### Task
Starting at the first line, copy the data below through to the end, exactly.

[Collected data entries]
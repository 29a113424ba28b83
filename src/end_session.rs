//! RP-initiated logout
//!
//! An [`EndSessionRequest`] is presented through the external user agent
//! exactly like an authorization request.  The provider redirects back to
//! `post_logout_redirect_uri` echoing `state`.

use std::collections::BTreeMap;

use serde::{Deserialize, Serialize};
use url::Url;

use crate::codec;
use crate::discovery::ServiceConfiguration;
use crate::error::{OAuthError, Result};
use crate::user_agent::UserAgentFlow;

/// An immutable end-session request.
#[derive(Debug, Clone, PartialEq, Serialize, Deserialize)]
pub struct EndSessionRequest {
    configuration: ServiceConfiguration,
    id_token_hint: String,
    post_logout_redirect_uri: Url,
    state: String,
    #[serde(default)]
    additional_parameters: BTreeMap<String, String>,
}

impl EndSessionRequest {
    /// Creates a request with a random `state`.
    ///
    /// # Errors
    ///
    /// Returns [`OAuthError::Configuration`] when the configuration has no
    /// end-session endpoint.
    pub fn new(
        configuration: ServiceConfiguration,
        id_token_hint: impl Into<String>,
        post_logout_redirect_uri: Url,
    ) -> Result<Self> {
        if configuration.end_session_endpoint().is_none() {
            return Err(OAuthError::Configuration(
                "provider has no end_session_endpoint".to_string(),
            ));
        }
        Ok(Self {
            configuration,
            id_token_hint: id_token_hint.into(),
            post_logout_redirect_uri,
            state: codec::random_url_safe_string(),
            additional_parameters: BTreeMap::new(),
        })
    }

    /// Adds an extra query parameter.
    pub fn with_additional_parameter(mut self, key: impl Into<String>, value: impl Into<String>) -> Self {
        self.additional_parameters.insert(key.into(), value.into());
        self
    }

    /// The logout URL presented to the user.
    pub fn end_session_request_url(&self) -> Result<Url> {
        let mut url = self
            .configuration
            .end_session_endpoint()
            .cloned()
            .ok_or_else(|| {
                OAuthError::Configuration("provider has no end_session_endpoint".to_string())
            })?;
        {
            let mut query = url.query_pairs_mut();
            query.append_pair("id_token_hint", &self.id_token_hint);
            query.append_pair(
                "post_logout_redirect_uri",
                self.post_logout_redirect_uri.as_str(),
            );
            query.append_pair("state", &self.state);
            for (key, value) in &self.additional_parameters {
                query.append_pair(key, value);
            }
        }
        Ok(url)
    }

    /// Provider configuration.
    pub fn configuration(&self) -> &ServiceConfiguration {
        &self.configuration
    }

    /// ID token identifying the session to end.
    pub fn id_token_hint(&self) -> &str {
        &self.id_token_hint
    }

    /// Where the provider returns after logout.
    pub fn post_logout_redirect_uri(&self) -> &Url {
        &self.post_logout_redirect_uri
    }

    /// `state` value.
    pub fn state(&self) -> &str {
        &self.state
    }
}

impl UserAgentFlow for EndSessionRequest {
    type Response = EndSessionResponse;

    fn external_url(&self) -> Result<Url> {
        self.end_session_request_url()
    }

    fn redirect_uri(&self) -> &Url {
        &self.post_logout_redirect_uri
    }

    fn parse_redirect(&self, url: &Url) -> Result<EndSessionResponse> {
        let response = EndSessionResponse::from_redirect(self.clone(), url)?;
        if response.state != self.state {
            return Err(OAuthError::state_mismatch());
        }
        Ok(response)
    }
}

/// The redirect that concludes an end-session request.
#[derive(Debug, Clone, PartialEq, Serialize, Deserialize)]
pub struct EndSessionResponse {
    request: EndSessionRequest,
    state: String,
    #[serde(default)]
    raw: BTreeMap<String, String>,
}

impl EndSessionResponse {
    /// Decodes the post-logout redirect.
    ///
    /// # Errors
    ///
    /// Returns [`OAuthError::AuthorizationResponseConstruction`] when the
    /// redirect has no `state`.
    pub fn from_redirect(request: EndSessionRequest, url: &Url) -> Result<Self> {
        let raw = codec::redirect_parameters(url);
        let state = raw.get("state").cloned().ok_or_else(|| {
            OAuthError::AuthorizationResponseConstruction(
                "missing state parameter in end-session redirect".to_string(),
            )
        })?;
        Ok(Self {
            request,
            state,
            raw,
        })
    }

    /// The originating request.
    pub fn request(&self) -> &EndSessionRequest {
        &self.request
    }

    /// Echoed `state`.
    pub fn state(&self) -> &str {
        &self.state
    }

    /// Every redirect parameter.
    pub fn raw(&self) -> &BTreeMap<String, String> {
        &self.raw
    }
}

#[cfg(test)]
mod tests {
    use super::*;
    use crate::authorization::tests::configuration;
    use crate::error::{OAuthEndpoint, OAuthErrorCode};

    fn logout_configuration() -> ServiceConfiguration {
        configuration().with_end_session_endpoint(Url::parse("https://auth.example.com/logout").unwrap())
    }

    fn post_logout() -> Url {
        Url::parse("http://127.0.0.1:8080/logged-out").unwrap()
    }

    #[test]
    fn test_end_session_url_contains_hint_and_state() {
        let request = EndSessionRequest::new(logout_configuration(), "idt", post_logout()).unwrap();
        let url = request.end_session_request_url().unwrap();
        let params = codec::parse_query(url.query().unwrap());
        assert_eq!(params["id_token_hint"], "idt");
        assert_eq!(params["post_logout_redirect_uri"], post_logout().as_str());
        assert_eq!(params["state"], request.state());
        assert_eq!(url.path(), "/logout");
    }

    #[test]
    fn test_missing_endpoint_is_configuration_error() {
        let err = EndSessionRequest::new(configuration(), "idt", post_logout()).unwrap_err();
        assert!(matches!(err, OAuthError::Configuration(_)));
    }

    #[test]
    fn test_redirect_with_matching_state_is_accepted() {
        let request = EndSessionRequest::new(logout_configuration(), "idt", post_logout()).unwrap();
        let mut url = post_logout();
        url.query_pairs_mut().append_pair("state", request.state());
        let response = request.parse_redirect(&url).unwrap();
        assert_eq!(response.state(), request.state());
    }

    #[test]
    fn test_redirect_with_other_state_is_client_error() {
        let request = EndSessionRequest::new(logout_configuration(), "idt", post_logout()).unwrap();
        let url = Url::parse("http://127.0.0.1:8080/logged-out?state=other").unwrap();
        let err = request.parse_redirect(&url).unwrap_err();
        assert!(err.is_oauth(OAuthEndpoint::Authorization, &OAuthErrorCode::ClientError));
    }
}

### Written reply
repository 29a113424ba28b83
filename src/end_session.rs
//! RP-initiated logout
//!
//! An [`EndSessionRequest`] is presented through the external user agent
//! exactly like an authorization request.  The provider redirects back to
//! `post_logout_redirect_uri` echoing `state`.

use std::collections::BTreeMap;

use serde::{Deserialize, Serialize};
use url::Url;

use crate::codec;
use crate::discovery::ServiceConfiguration;
use crate::error::{OAuthError, Result};
use crate::user_agent::UserAgentFlow;

/// An immutable end-session request.
#[derive(Debug, Clone, PartialEq, Serialize, Deserialize)]
pub struct EndSessionRequest {
    configuration: ServiceConfiguration,
    id_token_hint: String,
    post_logout_redirect_uri: Url,
    state: String,
    #[serde(default)]
    additional_parameters: BTreeMap<String, String>,
}

impl EndSessionRequest {
    /// Creates a request with a random `state`.
    ///
    /// # Errors
    ///
    /// Returns [`OAuthError::Configuration`] when the configuration has no
    /// end-session endpoint.
    pub fn new(
        configuration: ServiceConfiguration,
        id_token_hint: impl Into<String>,
        post_logout_redirect_uri: Url,
    ) -> Result<Self> {
        if configuration.end_session_endpoint().is_none() {
            return Err(OAuthError::Configuration(
                "provider has no end_session_endpoint".to_string(),
            ));
        }
        Ok(Self {
            configuration,
            id_token_hint: id_token_hint.into(),
            post_logout_redirect_uri,
            state: codec::random_url_safe_string(),
            additional_parameters: BTreeMap::new(),
        })
    }

    /// Adds an extra query parameter.
    pub fn with_additional_parameter(mut self, key: impl Into<String>, value: impl Into<String>) -> Self {
        self.additional_parameters.insert(key.into(), value.into());
        self
    }

    /// The logout URL presented to the user.
    pub fn end_session_request_url(&self) -> Result<Url> {
        let mut url = self
            .configuration
            .end_session_endpoint()
            .cloned()
            .ok_or_else(|| {
                OAuthError::Configuration("provider has no end_session_endpoint".to_string())
            })?;
        {
            let mut query = url.query_pairs_mut();
            query.append_pair("id_token_hint", &self.id_token_hint);
            query.append_pair(
                "post_logout_redirect_uri",
                self.post_logout_redirect_uri.as_str(),
            );
            query.append_pair("state", &self.state);
            for (key, value) in &self.additional_parameters {
                query.append_pair(key, value);
            }
        }
        Ok(url)
    }

    /// Provider configuration.
    pub fn configuration(&self) -> &ServiceConfiguration {
        &self.configuration
    }

    /// ID token identifying the session to end.
    pub fn id_token_hint(&self) -> &str {
        &self.id_token_hint
    }

    /// Where the provider returns after logout.
    pub fn post_logout_redirect_uri(&self) -> &Url {
        &self.post_logout_redirect_uri
    }

    /// `state` value.
    pub fn state(&self) -> &str {
        &self.state
    }
}

impl UserAgentFlow for EndSessionRequest {
    type Response = EndSessionResponse;

    fn external_url(&self) -> Result<Url> {
        self.end_session_request_url()
    }

    fn redirect_uri(&self) -> &Url {
        &self.post_logout_redirect_uri
    }

    fn parse_redirect(&self, url: &Url) -> Result<EndSessionResponse> {
        let response = EndSessionResponse::from_redirect(self.clone(), url)?;
        if response.state != self.state {
            return Err(OAuthError::state_mismatch());
        }
        Ok(response)
    }
}

/// The redirect that concludes an end-session request.
#[derive(Debug, Clone, PartialEq, Serialize, Deserialize)]
pub struct EndSessionResponse {
    request: EndSessionRequest,
    state: String,
    #[serde(default)]
    raw: BTreeMap<String, String>,
}

impl EndSessionResponse {
    /// Decodes the post-logout redirect.
    ///
    /// # Errors
    ///
    /// Returns [`OAuthError::AuthorizationResponseConstruction`] when the
    /// redirect has no `state`.
    pub fn from_redirect(request: EndSessionRequest, url: &Url) -> Result<Self> {
        let raw = codec::redirect_parameters(url);
        let state = raw.get("state").cloned().ok_or_else(|| {
            OAuthError::AuthorizationResponseConstruction(
                "missing state parameter in end-session redirect".to_string(),
            )
        })?;
        Ok(Self {
            request,
            state,
            raw,
        })
    }

    /// The originating request.
    pub fn request(&self) -> &EndSessionRequest {
        &self.request
    }

    /// Echoed `state`.
    pub fn state(&self) -> &str {
        &self.state
    }

    /// Every redirect parameter.
    pub fn raw(&self) -> &BTreeMap<String, String> {
        &self.raw
    }
}

#[cfg(test)]
mod tests {
    use super::*;
    use crate::authorization::tests::configuration;
    use crate::error::{OAuthEndpoint, OAuthErrorCode};

    fn logout_configuration() -> ServiceConfiguration {
        configuration().with_end_session_endpoint(Url::parse("https://auth.example.com/logout").unwrap())
    }

    fn post_logout() -> Url {
        Url::parse("http://127.0.0.1:8080/logged-out").unwrap()
    }

    #[test]
    fn test_end_session_url_contains_hint_and_state() {
        let request = EndSessionRequest::new(logout_configuration(), "idt", post_logout()).unwrap();
        let url = request.end_session_request_url().unwrap();
        let params = codec::parse_query(url.query().unwrap());
        assert_eq!(params["id_token_hint"], "idt");
        assert_eq!(params["post_logout_redirect_uri"], post_logout().as_str());
        assert_eq!(params["state"], request.state());
        assert_eq!(url.path(), "/logout");
    }

    #[test]
    fn test_missing_endpoint_is_configuration_error() {
        let err = EndSessionRequest::new(configuration(), "idt", post_logout()).unwrap_err();
        assert!(matches!(err, OAuthError::Configuration(_)));
    }

    #[test]
    fn test_redirect_with_matching_state_is_accepted() {
        let request = EndSessionRequest::new(logout_configuration(), "idt", post_logout()).unwrap();
        let mut url = post_logout();
        url.query_pairs_mut().append_pair("state", request.state());
        let response = request.parse_redirect(&url).unwrap();
        assert_eq!(response.state(), request.state());
    }

    #[test]
    fn test_redirect_with_other_state_is_client_error() {
        let request = EndSessionRequest::new(logout_configuration(), "idt", post_logout()).unwrap();
        let url = Url::parse("http://127.0.0.1:8080/logged-out?state=other").unwrap();
        let err = request.parse_redirect(&url).unwrap_err();
        assert!(err.is_oauth(OAuthEndpoint::Authorization, &OAuthErrorCode::ClientError));
    }
}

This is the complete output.